Although more lung tissue is lost, lobectomy has been traditionally used over a wedge-resection — which only removes a portion of the lobe — because it has lower cancer recurrence rates and higher survival odds. However, a new study reported at the annual meeting of the Society of Thoracic Surgeons suggests wedge-resection combined with brachytherapy has about the same local recurrence rate and survival rate as lobectomy.
Putnam, who chairs the Thoracic Organ Site Committee of the American College of Surgeons Oncology Group, said the goal is to test the treatment more broadly in a clinical setting. Vanderbilt-Ingram will be part of a national, multicenter clinical trial to test the lung-sparing procedure among patients at greater-than-average risk for lobectomy.

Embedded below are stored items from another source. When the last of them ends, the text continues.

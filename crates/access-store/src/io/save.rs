//! Full-refresh table writes.

use std::fs;
use std::path::{Path, PathBuf};
use std::time::Instant;

use access_ingest::{any_to_string, quote_identifier};
use polars::prelude::{AnyValue, DataFrame, DataType};
use rusqlite::types::Value;
use rusqlite::{Connection, params_from_iter};
use serde::Serialize;
use tracing::{info, info_span};

use super::hash::fingerprint;
use crate::error::{Result, StoreError};

/// Outcome of a persisted write.
#[derive(Debug, Clone, PartialEq, Eq, Serialize)]
pub struct PersistReport {
    pub database: PathBuf,
    pub table: String,
    pub rows: usize,
    pub columns: usize,
    /// SHA-256 of the written frame, see [`fingerprint`].
    pub fingerprint: String,
}

fn sql_type(dtype: &DataType) -> &'static str {
    if dtype.is_integer() || dtype.is_bool() {
        "INTEGER"
    } else if dtype.is_float() {
        "REAL"
    } else {
        "TEXT"
    }
}

fn sql_value(value: AnyValue<'_>) -> Value {
    match value {
        AnyValue::Null => Value::Null,
        AnyValue::Boolean(v) => Value::Integer(i64::from(v)),
        AnyValue::Int8(v) => Value::Integer(i64::from(v)),
        AnyValue::Int16(v) => Value::Integer(i64::from(v)),
        AnyValue::Int32(v) => Value::Integer(i64::from(v)),
        AnyValue::Int64(v) => Value::Integer(v),
        AnyValue::UInt8(v) => Value::Integer(i64::from(v)),
        AnyValue::UInt16(v) => Value::Integer(i64::from(v)),
        AnyValue::UInt32(v) => Value::Integer(i64::from(v)),
        AnyValue::UInt64(v) => match i64::try_from(v) {
            Ok(v) => Value::Integer(v),
            Err(_) => Value::Real(v as f64),
        },
        AnyValue::Float32(v) => Value::Real(f64::from(v)),
        AnyValue::Float64(v) => Value::Real(v),
        other => Value::Text(any_to_string(other)),
    }
}

fn validate_table_name(table: &str) -> Result<()> {
    if table.trim().is_empty() {
        return Err(StoreError::InvalidTableName {
            name: table.to_string(),
        });
    }
    Ok(())
}

/// Replaces `table` with the contents of `df` on an open connection.
///
/// Drop, create and insert run in one transaction, so readers observe either
/// the previous table or the complete new one. Returns the number of rows
/// written.
pub fn write_table(conn: &mut Connection, table: &str, df: &DataFrame) -> Result<usize> {
    validate_table_name(table)?;
    if df.width() == 0 {
        return Err(StoreError::EmptySchema {
            table: table.to_string(),
        });
    }

    let quoted = quote_identifier(table);
    let columns = df.get_columns();
    let definitions: Vec<String> = columns
        .iter()
        .map(|column| {
            format!(
                "{} {}",
                quote_identifier(column.name().as_str()),
                sql_type(column.dtype())
            )
        })
        .collect();
    let placeholders: Vec<String> = (1..=columns.len()).map(|idx| format!("?{idx}")).collect();

    let tx = conn.transaction()?;
    tx.execute_batch(&format!(
        "DROP TABLE IF EXISTS {quoted}; CREATE TABLE {quoted} ({});",
        definitions.join(", ")
    ))?;
    {
        let mut insert = tx.prepare(&format!(
            "INSERT INTO {quoted} VALUES ({})",
            placeholders.join(", ")
        ))?;
        let mut row_values: Vec<Value> = Vec::with_capacity(columns.len());
        for row in 0..df.height() {
            row_values.clear();
            for column in columns {
                row_values.push(sql_value(column.get(row)?));
            }
            insert.execute(params_from_iter(row_values.iter()))?;
        }
    }
    tx.commit()?;
    Ok(df.height())
}

/// Writes `df` to `table` in the SQLite file `database`, replacing any
/// previous contents.
pub fn persist(database: &Path, table: &str, df: &DataFrame) -> Result<PersistReport> {
    let span = info_span!("persist", database = %database.display(), table = %table);
    let _guard = span.enter();
    let start = Instant::now();

    validate_table_name(table)?;
    if let Some(parent) = database.parent()
        && !parent.as_os_str().is_empty()
    {
        fs::create_dir_all(parent).map_err(|e| StoreError::Io {
            operation: "create directory",
            path: parent.to_path_buf(),
            source: e,
        })?;
    }

    let mut conn = Connection::open(database)?;
    let rows = write_table(&mut conn, table, df)?;
    let report = PersistReport {
        database: database.to_path_buf(),
        table: table.to_string(),
        rows,
        columns: df.width(),
        fingerprint: fingerprint(df),
    };
    info!(
        rows = report.rows,
        columns = report.columns,
        fingerprint = %report.fingerprint,
        duration_ms = start.elapsed().as_millis(),
        "table persisted"
    );
    Ok(report)
}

“We're really excited about the results from this first study and hope to confirm the procedure's effectiveness,” Putnam said. “The question of standard treatment with surgery versus minimal surgery with radiation is an interesting one, and it could change our standard of care for this patient group.”
Patients in the trial would have a surgical procedure to remove the tumor and a small amount of normal tissue around it.
The lung would then be treated with brachytherapy, wherein high-dose radiation is delivered through small, short-acting radiation beads implanted onto the surgical site.
In addition to evaluating rates of recurrence and survival, researchers will analyze blood and tissues for molecular characteristics that correlate with tumor recurrence.
The goal would be to develop protein profiles — a sort of molecular bar-code — that could eventually be used to predict recurrence risk and adjust treatment accordingly. The American College of Surgeons Oncology Group, a cooperative clinical trial group funded by the National Cancer Institute, will lead the trial that will include approximately 253 patients, about 30 of whom will be enrolled at Vanderbilt-Ingram.
The trial, which must be approved by each center's Institutional Review Board, is expected to begin in early summer.